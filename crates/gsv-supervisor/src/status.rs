//! Point-in-time supervisor status.

use chrono::{DateTime, Local};
use gsv_common::ServerVersion;
use gsv_resource_monitor::{format_bytes, ResourceSample};
use serde::Serialize;
use std::fmt;
use std::path::PathBuf;
use std::time::Duration;

/// Coarse lifecycle phase of the supervisor.
#[derive(Debug, Clone, Copy, PartialEq, Eq, Serialize)]
#[serde(rename_all = "snake_case")]
pub enum SupervisorPhase {
    /// No server process, nothing pending.
    Stopped,
    /// Launching the process and connecting the remote channel.
    Starting,
    /// The server process is alive.
    Running,
    /// Shutdown in progress.
    Stopping,
    /// The server crashed and a restart decision is pending.
    CrashRecovery,
}

impl fmt::Display for SupervisorPhase {
    fn fmt(&self, f: &mut fmt::Formatter<'_>) -> fmt::Result {
        match self {
            SupervisorPhase::Stopped => write!(f, "stopped"),
            SupervisorPhase::Starting => write!(f, "starting"),
            SupervisorPhase::Running => write!(f, "running"),
            SupervisorPhase::Stopping => write!(f, "stopping"),
            SupervisorPhase::CrashRecovery => write!(f, "crash-recovery"),
        }
    }
}

/// Snapshot reported by [`ServerSupervisor::status`](crate::ServerSupervisor::status).
///
/// `Display` renders the single log line used by status reporting.
#[derive(Debug, Clone, Serialize)]
pub struct SupervisorStatus {
    /// Current phase.
    pub phase: SupervisorPhase,
    /// Whether a server run is active.
    pub running: bool,
    /// Pid of the current run.
    pub pid: Option<u32>,
    /// Seconds since the current run started, frozen once it ends.
    pub uptime_secs: u64,
    /// Unexpected exits since the supervisor was built.
    pub crash_count: u32,
    /// Local time of the latest crash.
    pub last_crash: Option<DateTime<Local>>,
    /// Archive written by the latest successful backup.
    pub last_backup: Option<PathBuf>,
    /// Whether the remote channel authenticated this run.
    pub remote_available: bool,
    /// Only reported while the remote channel is up.
    pub server_version: Option<ServerVersion>,
    /// Latest CPU and memory sample.
    pub resources: Option<ResourceSample>,
}

impl fmt::Display for SupervisorStatus {
    fn fmt(&self, f: &mut fmt::Formatter<'_>) -> fmt::Result {
        write!(f, "phase={}", self.phase)?;
        if let Some(pid) = self.pid {
            write!(f, " pid={}", pid)?;
        }
        write!(
            f,
            " uptime={} crashes={}",
            format_uptime(Duration::from_secs(self.uptime_secs)),
            self.crash_count
        )?;
        if let Some(sample) = self.resources {
            write!(
                f,
                " cpu={:.2}% memory={}",
                sample.cpu_percent,
                format_bytes(sample.memory_bytes)
            )?;
        }
        write!(f, " remote={}", if self.remote_available { "up" } else { "down" })?;
        if let Some(ref version) = self.server_version {
            write!(f, " version={}", version)?;
        }
        if let Some(ref crash) = self.last_crash {
            write!(f, " last_crash={}", crash.format("%Y-%m-%d %H:%M:%S"))?;
        }
        if let Some(ref backup) = self.last_backup {
            write!(f, " last_backup={}", backup.display())?;
        }
        Ok(())
    }
}

/// `1d02h03m04s`, leading zero units omitted.
pub fn format_uptime(uptime: Duration) -> String {
    let secs = uptime.as_secs();
    let (days, hours, minutes, seconds) = (secs / 86400, secs / 3600 % 24, secs / 60 % 60, secs % 60);
    if days > 0 {
        format!("{}d{:02}h{:02}m{:02}s", days, hours, minutes, seconds)
    } else if hours > 0 {
        format!("{}h{:02}m{:02}s", hours, minutes, seconds)
    } else if minutes > 0 {
        format!("{}m{:02}s", minutes, seconds)
    } else {
        format!("{}s", seconds)
    }
}

#[cfg(test)]
mod tests {
    use super::*;

    #[test]
    fn test_format_uptime() {
        assert_eq!(format_uptime(Duration::from_secs(5)), "5s");
        assert_eq!(format_uptime(Duration::from_secs(65)), "1m05s");
        assert_eq!(format_uptime(Duration::from_secs(3723)), "1h02m03s");
        assert_eq!(format_uptime(Duration::from_secs(93784)), "1d02h03m04s");
    }

    #[test]
    fn test_status_line() {
        let status = SupervisorStatus {
            phase: SupervisorPhase::Running,
            running: true,
            pid: Some(42),
            uptime_secs: 65,
            crash_count: 1,
            last_crash: None,
            last_backup: None,
            remote_available: true,
            server_version: Some(ServerVersion::new(vec![0, 1, 5, 1])),
            resources: Some(ResourceSample {
                cpu_percent: 12.5,
                memory_bytes: 1536 * 1024 * 1024,
            }),
        };

        assert_eq!(
            status.to_string(),
            "phase=running pid=42 uptime=1m05s crashes=1 cpu=12.50% memory=1.50 GB remote=up version=v0.1.5.1"
        );
    }
}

★ ★ ★ ★ ★ ★ ★

» What you have to do
Scan the material for the word "since". Return every line where it is found.

» Written solution
    /// Seconds since the current run started, frozen once it ends.
    /// Unexpected exits since the supervisor was built.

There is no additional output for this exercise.